[Stored items]
--------

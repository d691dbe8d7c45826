use std::{fmt, str::FromStr};

use anyhow::{anyhow, Result};
use strum::{AsRefStr, EnumString};

/// 報價來源的種類，對應代碼檔每一行最後的旗標
#[derive(PartialEq, Eq, Debug, Copy, Clone, EnumString, AsRefStr)]
pub enum InstrumentKind {
    /// 個股 1，走 K 線報價
    #[strum(serialize = "1")]
    Equity,
    /// ETF 2，走基本面報價
    #[strum(serialize = "2")]
    Fund,
}

/// 代碼檔中的一檔標的，格式為 `交易所_代碼_名稱_旗標`
#[derive(PartialEq, Eq, Debug, Clone)]
pub struct Instrument {
    /// 交易所，例如 SZ、SH
    pub exchange: String,
    pub code: String,
    pub name: String,
    pub kind: InstrumentKind,
}

impl FromStr for Instrument {
    type Err = anyhow::Error;

    fn from_str(s: &str) -> Result<Self> {
        let parts: Vec<&str> = s.trim().split('_').collect();
        if parts.len() < 4 {
            return Err(anyhow!(
                "'{}' is not in the form exchange_code_name_type",
                s
            ));
        }

        // 名稱本身可能含有底線，旗標固定是最後一段
        let flag = parts[parts.len() - 1];
        let kind = InstrumentKind::from_str(flag)
            .map_err(|_| anyhow!("'{}' has an unknown type flag '{}'", s, flag))?;

        Ok(Instrument {
            exchange: parts[0].to_string(),
            code: parts[1].to_string(),
            name: parts[2..parts.len() - 1].join("_"),
            kind,
        })
    }
}

impl fmt::Display for Instrument {
    fn fmt(&self, f: &mut fmt::Formatter<'_>) -> fmt::Result {
        write!(
            f,
            "{}_{}_{}_{}",
            self.exchange,
            self.code,
            self.name,
            self.kind.as_ref()
        )
    }
}

/// 一檔標的當日的 K 棒
#[derive(PartialEq, Debug, Clone, Default)]
pub struct QuoteRecord {
    pub code: String,
    pub name: String,
    /// 交易日 (unix timestamp)
    pub trading_day: i64,
    pub time: i64,
    /// 今日最高價
    pub high: f64,
    /// 今日開盤價
    pub open: f64,
    /// 今日最低價
    pub low: f64,
    /// 目前報價
    pub close: f64,
    pub volume: i64,
    pub amount: f64,
    pub tick_count: i64,
    pub after_trade_volume: i64,
    pub after_trade_amount: f64,
    /// 上一個交易日的收盤價，所有漲跌幅的基準
    pub pre_close: f64,
    pub settlement_price: f64,
}

impl QuoteRecord {
    /// 只有代碼與名稱、數值全為零的紀錄，抓取失敗時用來維持表格的形狀
    pub fn blank(code: &str, name: &str) -> Self {
        QuoteRecord {
            code: code.to_string(),
            name: name.to_string(),
            ..Default::default()
        }
    }

    pub fn with_identity(mut self, instrument: &Instrument) -> Self {
        self.code = instrument.code.clone();
        self.name = instrument.name.clone();
        self
    }
}

#[cfg(test)]
mod tests {
    use super::*;

    #[test]
    fn test_parse_instrument() {
        let i = Instrument::from_str("SZ_002139_拓邦股份_1").unwrap();

        assert_eq!(i.exchange, "SZ");
        assert_eq!(i.code, "002139");
        assert_eq!(i.name, "拓邦股份");
        assert_eq!(i.kind, InstrumentKind::Equity);
        assert_eq!(i.to_string(), "SZ_002139_拓邦股份_1");
    }

    #[test]
    fn test_parse_fund_with_underscore_in_name() {
        let i = Instrument::from_str("SH_510300_300_ETF_2").unwrap();

        assert_eq!(i.name, "300_ETF");
        assert_eq!(i.kind, InstrumentKind::Fund);
    }

    #[test]
    fn test_parse_instrument_invalid() {
        assert!(Instrument::from_str("SZ_002139_1").is_err());
        assert!(Instrument::from_str("SZ_002139_拓邦股份_9").is_err());
        assert!(Instrument::from_str("").is_err());
    }

    #[test]
    fn test_blank() {
        let r = QuoteRecord::blank("510300", "300ETF");

        assert_eq!(r.code, "510300");
        assert_eq!(r.name, "300ETF");
        assert_eq!(r.close, 0.0);
        assert_eq!(r.pre_close, 0.0);
    }
}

--------

## WHAT IS EXPECTED
Each record above must be restated in full, word for word.

## REPLY
repository d691dbe8d7c45826
use std::{fmt, str::FromStr};

use anyhow::{anyhow, Result};
use strum::{AsRefStr, EnumString};

/// 報價來源的種類，對應代碼檔每一行最後的旗標
#[derive(PartialEq, Eq, Debug, Copy, Clone, EnumString, AsRefStr)]
pub enum InstrumentKind {
    /// 個股 1，走 K 線報價
    #[strum(serialize = "1")]
    Equity,
    /// ETF 2，走基本面報價
    #[strum(serialize = "2")]
    Fund,
}

/// 代碼檔中的一檔標的，格式為 `交易所_代碼_名稱_旗標`
#[derive(PartialEq, Eq, Debug, Clone)]
pub struct Instrument {
    /// 交易所，例如 SZ、SH
    pub exchange: String,
    pub code: String,
    pub name: String,
    pub kind: InstrumentKind,
}

impl FromStr for Instrument {
    type Err = anyhow::Error;

    fn from_str(s: &str) -> Result<Self> {
        let parts: Vec<&str> = s.trim().split('_').collect();
        if parts.len() < 4 {
            return Err(anyhow!(
                "'{}' is not in the form exchange_code_name_type",
                s
            ));
        }

        // 名稱本身可能含有底線，旗標固定是最後一段
        let flag = parts[parts.len() - 1];
        let kind = InstrumentKind::from_str(flag)
            .map_err(|_| anyhow!("'{}' has an unknown type flag '{}'", s, flag))?;

        Ok(Instrument {
            exchange: parts[0].to_string(),
            code: parts[1].to_string(),
            name: parts[2..parts.len() - 1].join("_"),
            kind,
        })
    }
}

impl fmt::Display for Instrument {
    fn fmt(&self, f: &mut fmt::Formatter<'_>) -> fmt::Result {
        write!(
            f,
            "{}_{}_{}_{}",
            self.exchange,
            self.code,
            self.name,
            self.kind.as_ref()
        )
    }
}

/// 一檔標的當日的 K 棒
#[derive(PartialEq, Debug, Clone, Default)]
pub struct QuoteRecord {
    pub code: String,
    pub name: String,
    /// 交易日 (unix timestamp)
    pub trading_day: i64,
    pub time: i64,
    /// 今日最高價
    pub high: f64,
    /// 今日開盤價
    pub open: f64,
    /// 今日最低價
    pub low: f64,
    /// 目前報價
    pub close: f64,
    pub volume: i64,
    pub amount: f64,
    pub tick_count: i64,
    pub after_trade_volume: i64,
    pub after_trade_amount: f64,
    /// 上一個交易日的收盤價，所有漲跌幅的基準
    pub pre_close: f64,
    pub settlement_price: f64,
}

impl QuoteRecord {
    /// 只有代碼與名稱、數值全為零的紀錄，抓取失敗時用來維持表格的形狀
    pub fn blank(code: &str, name: &str) -> Self {
        QuoteRecord {
            code: code.to_string(),
            name: name.to_string(),
            ..Default::default()
        }
    }

    pub fn with_identity(mut self, instrument: &Instrument) -> Self {
        self.code = instrument.code.clone();
        self.name = instrument.name.clone();
        self
    }
}

#[cfg(test)]
mod tests {
    use super::*;

    #[test]
    fn test_parse_instrument() {
        let i = Instrument::from_str("SZ_002139_拓邦股份_1").unwrap();

        assert_eq!(i.exchange, "SZ");
        assert_eq!(i.code, "002139");
        assert_eq!(i.name, "拓邦股份");
        assert_eq!(i.kind, InstrumentKind::Equity);
        assert_eq!(i.to_string(), "SZ_002139_拓邦股份_1");
    }

    #[test]
    fn test_parse_fund_with_underscore_in_name() {
        let i = Instrument::from_str("SH_510300_300_ETF_2").unwrap();

        assert_eq!(i.name, "300_ETF");
        assert_eq!(i.kind, InstrumentKind::Fund);
    }

    #[test]
    fn test_parse_instrument_invalid() {
        assert!(Instrument::from_str("SZ_002139_1").is_err());
        assert!(Instrument::from_str("SZ_002139_拓邦股份_9").is_err());
        assert!(Instrument::from_str("").is_err());
    }

    #[test]
    fn test_blank() {
        let r = QuoteRecord::blank("510300", "300ETF");

        assert_eq!(r.code, "510300");
        assert_eq!(r.name, "300ETF");
        assert_eq!(r.close, 0.0);
        assert_eq!(r.pre_close, 0.0);
    }
}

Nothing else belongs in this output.